Looking back

100 years ago

The new year in New Sweden began with a Jan. 2, 1922 community rabbit drive in which 4,000 of the critters were clubbed and bagged. “(As) a result, the farmers in this vicinity will have less to contend with from this menace next year,” the Ogden Standard-Examiner reported. “Hot lunch was served to the hunters at noon, and the affair took on the nature of an enjoyable outing.”

75 years ago

Deputy Joe McNeil of the Bonneville County Sheriff’s Department was bound for Kingsville, Texas, this week in 1947 — and he might have been inclined to take his time, as temperatures in the Upper Snake River Valley plunged to minus 18 degrees Fahrenheit the morning of Jan. 2. McNeil was on a detail to retrieve Barbara Mulcahey, who was wanted on charges of stealing roughly $10,000 from Clifford McGinty at the Wayside Inn. McGinty told police that he was in Salt Lake City when Mulcahey, who worked at the club on Payne Road 3 miles north of Idaho Falls, disappeared with the money, which was kept in a metal box in a trailer house parked near the club. Nearly $9,000 was in $1 bills. There were $50 in $2 bills, nearly $500 in $20 bills and the rest in $10 bills.
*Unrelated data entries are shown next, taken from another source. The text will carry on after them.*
//! Per-project chat log, kept in memory for the lifetime of the session.
//! Messages are never persisted or sent to other clients.

use std::collections::HashMap;

use chrono::Utc;
use uuid::Uuid;

use super::events::StoreEvent;
use super::models::{ChatMessage, ProjectId};

#[derive(Debug, Default)]
pub struct ChatLog {
    messages: HashMap<ProjectId, Vec<ChatMessage>>,
}

impl ChatLog {
    pub fn new() -> Self {
        Self::default()
    }

    /// Append a message. Blank or whitespace-only text is ignored and
    /// `None` is returned.
    pub fn add_chat_message(
        &mut self,
        project_id: &str,
        message: &str,
        sender: &str,
    ) -> Option<ChatMessage> {
        if message.trim().is_empty() {
            tracing::debug!(project_id, "ignoring blank chat message");
            return None;
        }
        let entry = ChatMessage {
            id: Uuid::new_v4().to_string(),
            project_id: project_id.to_string(),
            message: message.to_string(),
            sender: sender.to_string(),
            timestamp: Utc::now(),
        };
        self.messages
            .entry(project_id.to_string())
            .or_default()
            .push(entry.clone());
        Some(entry)
    }

    /// Messages for `project_id` in insertion order.
    pub fn get_project_chat_messages(&self, project_id: &str) -> Vec<ChatMessage> {
        self.messages.get(project_id).cloned().unwrap_or_default()
    }

    pub fn message_count(&self, project_id: &str) -> usize {
        self.messages.get(project_id).map_or(0, Vec::len)
    }

    pub fn clear_project(&mut self, project_id: &str) {
        self.messages.remove(project_id);
    }

    /// Follow the project store: a deleted project takes its log with it.
    /// Feed this every event from [`ProjectStore::subscribe`].
    ///
    /// [`ProjectStore::subscribe`]: super::store::ProjectStore::subscribe
    pub fn apply_event(&mut self, event: &StoreEvent) {
        if let StoreEvent::ProjectDeleted { project_id } = event {
            if self.messages.contains_key(project_id) {
                tracing::debug!(project_id = %project_id, "dropping chat log of deleted project");
            }
            self.clear_project(project_id);
        }
    }
}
Mulcahey had signed a waiver of extradition, the Post-Register reported.

50 years ago

The suspect in a Dec. 9 robbery at the Idaho Falls Bank of Commerce pled guilty on Jan. 4, 1972. Vern Kush, 42, had been a law enforcement officer in Kansas and Wyoming but was most recently working as a heavy equipment operator in Big Piney, Wyo. In addition to stealing $12,500 from the Idaho Falls bank, he was also wanted on a similar charge out of Wyoming. At the hearing at which the plea was entered, newly appointed federal judge Blaine Anderson asked Kush if he had been down on his luck. “Not really,” Kush replied. “I decided I wanted that money.” Anderson ordered a pre-sentence investigation.

25 years ago

Idaho State University students began studying pygmy rabbits on the Snake River Plain in January 1997, to determine whether they might be threatened or endangered. If so, the U.S. Department of Energy would have to limit activities at Idaho National Laboratory that might have an impact on the population. The study might also determine whether the rabbits, a longtime food source for Native Americans, should continue to be hunted. Pygmy rabbits are about the size of guinea pigs and live only on the sagebrush plains of Idaho, as well as small portions of Montana, Utah, Washington, Oregon, Nevada and California.

Paul Menser is the author of “Legendary Locals of Idaho Falls.”